"""

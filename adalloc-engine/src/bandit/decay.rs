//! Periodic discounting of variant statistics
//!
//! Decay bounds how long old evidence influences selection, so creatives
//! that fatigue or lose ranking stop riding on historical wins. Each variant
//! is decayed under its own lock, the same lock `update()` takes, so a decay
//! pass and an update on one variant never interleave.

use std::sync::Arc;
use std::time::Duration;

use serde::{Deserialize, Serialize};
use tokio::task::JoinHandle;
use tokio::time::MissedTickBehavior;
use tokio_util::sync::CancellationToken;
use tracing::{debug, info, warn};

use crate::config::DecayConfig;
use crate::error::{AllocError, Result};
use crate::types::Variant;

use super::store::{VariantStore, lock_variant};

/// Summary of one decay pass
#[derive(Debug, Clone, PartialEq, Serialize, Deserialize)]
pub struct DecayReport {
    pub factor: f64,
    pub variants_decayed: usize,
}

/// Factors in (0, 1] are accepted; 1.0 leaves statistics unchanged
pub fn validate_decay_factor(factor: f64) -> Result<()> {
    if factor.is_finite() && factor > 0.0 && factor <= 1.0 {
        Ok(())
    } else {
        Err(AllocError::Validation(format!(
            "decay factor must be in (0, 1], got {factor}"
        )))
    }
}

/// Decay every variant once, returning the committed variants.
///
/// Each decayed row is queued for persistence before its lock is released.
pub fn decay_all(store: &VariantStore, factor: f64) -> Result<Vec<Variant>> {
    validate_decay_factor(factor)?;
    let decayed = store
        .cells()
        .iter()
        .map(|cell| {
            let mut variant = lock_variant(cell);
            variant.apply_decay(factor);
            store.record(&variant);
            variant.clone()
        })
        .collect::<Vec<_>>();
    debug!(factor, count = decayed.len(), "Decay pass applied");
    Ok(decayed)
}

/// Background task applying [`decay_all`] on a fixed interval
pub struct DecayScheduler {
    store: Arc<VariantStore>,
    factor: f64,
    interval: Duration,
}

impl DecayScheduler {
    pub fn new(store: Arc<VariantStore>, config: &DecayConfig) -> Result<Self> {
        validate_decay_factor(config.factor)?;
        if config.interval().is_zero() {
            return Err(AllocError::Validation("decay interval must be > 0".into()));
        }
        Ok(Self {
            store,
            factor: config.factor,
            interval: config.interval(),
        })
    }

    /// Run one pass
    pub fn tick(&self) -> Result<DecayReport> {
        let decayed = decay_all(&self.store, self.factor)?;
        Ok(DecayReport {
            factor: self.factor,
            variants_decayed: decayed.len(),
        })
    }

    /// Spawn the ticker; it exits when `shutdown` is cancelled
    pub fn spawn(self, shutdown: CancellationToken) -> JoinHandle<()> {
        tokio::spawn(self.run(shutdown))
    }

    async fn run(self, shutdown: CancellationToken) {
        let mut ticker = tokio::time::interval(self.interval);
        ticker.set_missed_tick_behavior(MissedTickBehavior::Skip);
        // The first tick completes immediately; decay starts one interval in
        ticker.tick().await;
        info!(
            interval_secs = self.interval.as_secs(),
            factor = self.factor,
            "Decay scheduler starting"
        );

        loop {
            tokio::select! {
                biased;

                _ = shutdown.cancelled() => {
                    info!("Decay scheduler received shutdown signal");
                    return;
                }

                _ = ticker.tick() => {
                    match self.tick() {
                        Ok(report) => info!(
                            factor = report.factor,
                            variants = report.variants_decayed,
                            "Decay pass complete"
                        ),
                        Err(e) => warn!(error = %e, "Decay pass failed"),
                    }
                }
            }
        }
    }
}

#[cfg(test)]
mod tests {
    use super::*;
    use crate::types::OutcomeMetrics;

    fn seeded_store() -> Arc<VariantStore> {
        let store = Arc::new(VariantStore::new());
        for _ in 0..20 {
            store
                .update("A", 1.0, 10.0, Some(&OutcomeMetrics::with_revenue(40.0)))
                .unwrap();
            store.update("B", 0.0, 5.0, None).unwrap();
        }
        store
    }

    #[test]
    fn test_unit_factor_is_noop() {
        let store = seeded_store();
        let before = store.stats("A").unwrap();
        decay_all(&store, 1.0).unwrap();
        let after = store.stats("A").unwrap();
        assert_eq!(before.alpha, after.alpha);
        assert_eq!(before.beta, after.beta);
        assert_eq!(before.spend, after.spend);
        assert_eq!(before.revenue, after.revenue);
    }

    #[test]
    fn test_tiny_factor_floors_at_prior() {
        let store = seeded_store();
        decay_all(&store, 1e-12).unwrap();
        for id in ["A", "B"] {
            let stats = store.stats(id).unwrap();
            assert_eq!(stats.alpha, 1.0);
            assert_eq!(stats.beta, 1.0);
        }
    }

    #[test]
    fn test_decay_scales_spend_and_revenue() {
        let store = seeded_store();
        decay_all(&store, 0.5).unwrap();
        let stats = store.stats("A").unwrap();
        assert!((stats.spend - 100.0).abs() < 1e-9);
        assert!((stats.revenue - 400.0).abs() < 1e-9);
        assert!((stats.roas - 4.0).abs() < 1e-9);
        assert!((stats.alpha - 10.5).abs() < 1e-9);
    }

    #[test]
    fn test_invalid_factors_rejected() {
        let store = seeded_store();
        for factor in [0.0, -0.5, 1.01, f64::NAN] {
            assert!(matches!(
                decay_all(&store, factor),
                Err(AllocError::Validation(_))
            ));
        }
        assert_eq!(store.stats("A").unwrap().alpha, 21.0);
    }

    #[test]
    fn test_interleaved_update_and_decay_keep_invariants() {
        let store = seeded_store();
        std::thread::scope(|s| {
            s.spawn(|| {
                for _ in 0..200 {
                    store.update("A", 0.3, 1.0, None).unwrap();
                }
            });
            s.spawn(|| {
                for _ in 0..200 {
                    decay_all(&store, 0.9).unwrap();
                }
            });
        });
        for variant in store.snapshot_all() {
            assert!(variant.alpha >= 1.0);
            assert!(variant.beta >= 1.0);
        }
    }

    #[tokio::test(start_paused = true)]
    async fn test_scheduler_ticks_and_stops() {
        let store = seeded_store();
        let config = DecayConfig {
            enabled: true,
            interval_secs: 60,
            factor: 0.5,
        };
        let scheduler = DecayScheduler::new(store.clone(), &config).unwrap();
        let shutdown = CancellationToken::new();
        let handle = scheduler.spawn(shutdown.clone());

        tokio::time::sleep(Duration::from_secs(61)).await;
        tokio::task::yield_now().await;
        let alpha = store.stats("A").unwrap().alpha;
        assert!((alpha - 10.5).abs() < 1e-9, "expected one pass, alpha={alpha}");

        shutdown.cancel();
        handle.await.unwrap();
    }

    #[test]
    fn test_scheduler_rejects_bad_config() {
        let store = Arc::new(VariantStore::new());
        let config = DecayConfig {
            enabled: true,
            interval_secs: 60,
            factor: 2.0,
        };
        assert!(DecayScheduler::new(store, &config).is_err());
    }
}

"""
"""

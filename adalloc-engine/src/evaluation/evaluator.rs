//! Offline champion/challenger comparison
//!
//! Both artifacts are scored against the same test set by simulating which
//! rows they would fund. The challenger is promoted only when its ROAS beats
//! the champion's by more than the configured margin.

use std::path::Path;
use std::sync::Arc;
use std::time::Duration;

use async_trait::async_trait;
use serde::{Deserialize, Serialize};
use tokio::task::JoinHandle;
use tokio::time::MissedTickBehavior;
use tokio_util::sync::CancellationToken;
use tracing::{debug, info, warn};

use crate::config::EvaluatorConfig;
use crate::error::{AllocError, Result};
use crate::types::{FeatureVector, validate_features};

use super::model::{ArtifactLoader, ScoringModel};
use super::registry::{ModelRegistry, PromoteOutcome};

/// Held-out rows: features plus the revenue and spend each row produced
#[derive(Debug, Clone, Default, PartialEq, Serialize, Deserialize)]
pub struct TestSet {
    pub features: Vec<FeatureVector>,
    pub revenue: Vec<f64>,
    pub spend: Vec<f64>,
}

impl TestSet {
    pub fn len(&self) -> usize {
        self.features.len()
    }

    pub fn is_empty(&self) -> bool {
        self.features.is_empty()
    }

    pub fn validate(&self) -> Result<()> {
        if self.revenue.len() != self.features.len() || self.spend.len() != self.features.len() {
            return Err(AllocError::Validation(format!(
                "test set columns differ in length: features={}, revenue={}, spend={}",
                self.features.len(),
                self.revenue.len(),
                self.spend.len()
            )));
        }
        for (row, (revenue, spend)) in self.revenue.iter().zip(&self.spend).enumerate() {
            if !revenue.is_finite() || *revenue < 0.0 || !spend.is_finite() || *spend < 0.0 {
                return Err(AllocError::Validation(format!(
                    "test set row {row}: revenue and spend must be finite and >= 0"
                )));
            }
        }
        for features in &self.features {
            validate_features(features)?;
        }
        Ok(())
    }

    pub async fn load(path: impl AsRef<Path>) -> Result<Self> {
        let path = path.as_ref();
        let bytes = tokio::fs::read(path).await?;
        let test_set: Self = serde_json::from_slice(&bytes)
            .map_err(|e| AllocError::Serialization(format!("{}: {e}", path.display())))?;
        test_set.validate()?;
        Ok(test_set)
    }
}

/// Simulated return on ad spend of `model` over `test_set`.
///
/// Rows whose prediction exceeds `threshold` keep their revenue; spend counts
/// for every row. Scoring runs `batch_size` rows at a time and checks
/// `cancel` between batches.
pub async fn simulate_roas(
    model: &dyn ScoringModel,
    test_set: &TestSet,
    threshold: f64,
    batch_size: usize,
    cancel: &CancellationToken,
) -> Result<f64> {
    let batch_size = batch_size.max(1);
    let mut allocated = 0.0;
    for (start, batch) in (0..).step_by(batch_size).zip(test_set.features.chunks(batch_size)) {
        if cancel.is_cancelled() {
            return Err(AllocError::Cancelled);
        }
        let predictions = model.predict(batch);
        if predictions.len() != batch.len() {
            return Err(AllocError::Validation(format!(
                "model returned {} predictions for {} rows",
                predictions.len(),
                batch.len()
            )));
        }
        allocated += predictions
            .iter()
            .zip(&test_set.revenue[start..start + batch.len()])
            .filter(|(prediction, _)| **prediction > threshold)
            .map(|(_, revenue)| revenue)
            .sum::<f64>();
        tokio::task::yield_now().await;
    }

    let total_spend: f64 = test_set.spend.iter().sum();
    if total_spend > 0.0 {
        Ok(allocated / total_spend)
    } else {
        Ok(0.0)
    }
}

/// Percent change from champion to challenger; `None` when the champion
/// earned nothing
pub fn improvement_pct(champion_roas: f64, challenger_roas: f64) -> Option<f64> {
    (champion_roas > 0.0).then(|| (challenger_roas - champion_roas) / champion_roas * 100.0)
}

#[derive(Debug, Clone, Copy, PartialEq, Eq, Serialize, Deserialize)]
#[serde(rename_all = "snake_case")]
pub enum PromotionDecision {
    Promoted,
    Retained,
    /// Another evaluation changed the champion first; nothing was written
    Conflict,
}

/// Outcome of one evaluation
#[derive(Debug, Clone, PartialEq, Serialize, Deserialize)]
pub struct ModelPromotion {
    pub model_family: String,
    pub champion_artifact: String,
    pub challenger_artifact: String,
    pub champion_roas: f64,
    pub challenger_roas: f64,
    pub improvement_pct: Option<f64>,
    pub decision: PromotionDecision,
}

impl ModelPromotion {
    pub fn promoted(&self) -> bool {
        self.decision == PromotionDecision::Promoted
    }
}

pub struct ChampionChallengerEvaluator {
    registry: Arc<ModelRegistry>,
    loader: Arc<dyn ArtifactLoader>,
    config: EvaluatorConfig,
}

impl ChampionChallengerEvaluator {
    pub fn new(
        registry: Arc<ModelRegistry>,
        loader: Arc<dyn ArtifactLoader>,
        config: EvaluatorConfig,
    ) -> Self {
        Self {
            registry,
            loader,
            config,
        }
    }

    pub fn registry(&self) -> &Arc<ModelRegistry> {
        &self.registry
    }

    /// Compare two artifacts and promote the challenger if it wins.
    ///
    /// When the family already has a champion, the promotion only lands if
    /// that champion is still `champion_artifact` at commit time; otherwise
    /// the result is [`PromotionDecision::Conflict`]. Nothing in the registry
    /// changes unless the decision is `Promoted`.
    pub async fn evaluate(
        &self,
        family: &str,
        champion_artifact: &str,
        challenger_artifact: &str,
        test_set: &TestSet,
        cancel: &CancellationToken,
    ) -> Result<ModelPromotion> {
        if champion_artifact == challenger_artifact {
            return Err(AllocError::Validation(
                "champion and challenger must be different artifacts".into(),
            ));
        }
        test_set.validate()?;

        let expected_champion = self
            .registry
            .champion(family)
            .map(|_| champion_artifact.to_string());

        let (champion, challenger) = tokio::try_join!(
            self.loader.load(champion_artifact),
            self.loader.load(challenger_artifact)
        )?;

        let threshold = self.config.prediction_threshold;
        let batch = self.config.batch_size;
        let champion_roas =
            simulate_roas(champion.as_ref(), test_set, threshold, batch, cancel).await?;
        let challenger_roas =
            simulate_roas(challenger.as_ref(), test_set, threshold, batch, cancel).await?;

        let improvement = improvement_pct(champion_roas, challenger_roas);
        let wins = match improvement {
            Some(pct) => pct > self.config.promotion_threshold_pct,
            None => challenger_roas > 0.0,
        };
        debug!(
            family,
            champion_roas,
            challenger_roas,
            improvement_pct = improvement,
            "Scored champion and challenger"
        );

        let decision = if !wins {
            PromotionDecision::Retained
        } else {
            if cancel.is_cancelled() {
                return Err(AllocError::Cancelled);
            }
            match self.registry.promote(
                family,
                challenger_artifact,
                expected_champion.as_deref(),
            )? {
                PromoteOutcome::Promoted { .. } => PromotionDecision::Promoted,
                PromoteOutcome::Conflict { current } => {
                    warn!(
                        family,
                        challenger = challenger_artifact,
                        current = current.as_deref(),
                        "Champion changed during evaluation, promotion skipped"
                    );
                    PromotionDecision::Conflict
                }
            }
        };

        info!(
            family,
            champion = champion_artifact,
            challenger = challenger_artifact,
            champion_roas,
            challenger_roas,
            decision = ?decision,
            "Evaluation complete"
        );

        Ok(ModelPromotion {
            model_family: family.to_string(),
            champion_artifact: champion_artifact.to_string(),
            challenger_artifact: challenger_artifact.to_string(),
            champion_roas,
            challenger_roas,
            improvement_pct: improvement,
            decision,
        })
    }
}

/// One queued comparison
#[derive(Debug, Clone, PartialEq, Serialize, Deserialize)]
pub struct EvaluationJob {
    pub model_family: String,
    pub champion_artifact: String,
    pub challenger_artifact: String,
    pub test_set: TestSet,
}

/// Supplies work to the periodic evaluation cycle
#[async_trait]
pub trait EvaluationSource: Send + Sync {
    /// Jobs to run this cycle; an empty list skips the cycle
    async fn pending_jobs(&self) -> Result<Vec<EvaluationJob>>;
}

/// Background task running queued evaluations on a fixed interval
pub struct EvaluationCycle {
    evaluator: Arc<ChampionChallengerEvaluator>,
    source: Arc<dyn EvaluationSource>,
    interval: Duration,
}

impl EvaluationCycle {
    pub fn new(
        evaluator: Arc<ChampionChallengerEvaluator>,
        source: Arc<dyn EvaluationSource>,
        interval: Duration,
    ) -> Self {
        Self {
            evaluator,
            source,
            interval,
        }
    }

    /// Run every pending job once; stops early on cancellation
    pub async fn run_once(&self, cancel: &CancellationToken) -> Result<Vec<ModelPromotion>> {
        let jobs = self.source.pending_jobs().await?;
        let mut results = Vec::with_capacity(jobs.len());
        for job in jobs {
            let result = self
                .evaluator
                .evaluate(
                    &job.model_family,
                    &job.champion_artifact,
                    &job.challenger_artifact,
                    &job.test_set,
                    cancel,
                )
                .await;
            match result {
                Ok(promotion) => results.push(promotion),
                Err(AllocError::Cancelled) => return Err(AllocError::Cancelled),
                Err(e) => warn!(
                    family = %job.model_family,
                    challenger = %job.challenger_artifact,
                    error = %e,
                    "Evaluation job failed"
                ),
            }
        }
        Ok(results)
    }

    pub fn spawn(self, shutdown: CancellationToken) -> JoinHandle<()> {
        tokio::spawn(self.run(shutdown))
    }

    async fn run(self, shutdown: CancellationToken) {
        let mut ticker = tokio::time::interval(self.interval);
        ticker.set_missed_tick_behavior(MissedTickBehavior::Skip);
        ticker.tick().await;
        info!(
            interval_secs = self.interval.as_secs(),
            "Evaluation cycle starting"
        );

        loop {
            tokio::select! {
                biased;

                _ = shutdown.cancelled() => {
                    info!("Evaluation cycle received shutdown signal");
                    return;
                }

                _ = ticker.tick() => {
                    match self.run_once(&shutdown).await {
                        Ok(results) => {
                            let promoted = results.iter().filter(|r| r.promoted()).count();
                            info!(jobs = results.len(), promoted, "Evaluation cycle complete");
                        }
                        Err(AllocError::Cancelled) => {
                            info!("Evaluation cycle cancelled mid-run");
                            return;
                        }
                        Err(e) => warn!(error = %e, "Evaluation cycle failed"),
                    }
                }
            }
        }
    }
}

"""
"""

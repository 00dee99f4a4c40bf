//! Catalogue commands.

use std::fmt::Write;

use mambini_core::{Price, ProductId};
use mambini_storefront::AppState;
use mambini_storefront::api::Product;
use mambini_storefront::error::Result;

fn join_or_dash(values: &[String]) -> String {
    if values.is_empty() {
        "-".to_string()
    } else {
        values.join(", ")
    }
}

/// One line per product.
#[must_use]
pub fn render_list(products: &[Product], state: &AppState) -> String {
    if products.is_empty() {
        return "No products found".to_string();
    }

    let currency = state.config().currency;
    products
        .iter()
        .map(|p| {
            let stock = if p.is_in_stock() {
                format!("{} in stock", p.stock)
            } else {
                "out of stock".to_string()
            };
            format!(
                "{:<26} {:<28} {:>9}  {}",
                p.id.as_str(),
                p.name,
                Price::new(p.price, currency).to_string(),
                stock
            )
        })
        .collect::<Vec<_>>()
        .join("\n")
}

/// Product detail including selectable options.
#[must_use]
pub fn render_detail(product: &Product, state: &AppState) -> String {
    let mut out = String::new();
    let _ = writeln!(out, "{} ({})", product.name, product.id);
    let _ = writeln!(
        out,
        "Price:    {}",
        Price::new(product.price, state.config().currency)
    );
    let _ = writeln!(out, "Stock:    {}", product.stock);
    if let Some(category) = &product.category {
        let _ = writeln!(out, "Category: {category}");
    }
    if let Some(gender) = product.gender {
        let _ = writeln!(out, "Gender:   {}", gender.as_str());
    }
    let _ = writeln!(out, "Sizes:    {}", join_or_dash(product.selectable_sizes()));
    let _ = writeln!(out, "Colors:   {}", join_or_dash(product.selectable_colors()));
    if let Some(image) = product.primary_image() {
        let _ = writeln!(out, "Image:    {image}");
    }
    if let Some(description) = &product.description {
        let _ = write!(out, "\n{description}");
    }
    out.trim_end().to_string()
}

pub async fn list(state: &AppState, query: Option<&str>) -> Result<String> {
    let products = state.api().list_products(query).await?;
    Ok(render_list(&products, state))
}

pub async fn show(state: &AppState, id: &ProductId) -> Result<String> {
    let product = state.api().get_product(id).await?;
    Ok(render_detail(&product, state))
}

"""

**REQUIRED WORK**:
Taking the entries above, write out exactly each line from the one holding "filename adalloc-engine/src/bandit/decay.rs" to the one holding "takes, so a decay", both included, and stop there.

**EXERCISE OUTPUT**:
filename adalloc-engine/src/bandit/decay.rs
//! Periodic discounting of variant statistics
//!
//! Decay bounds how long old evidence influences selection, so creatives
//! that fatigue or lose ranking stop riding on historical wins. Each variant
//! is decayed under its own lock, the same lock `update()` takes, so a decay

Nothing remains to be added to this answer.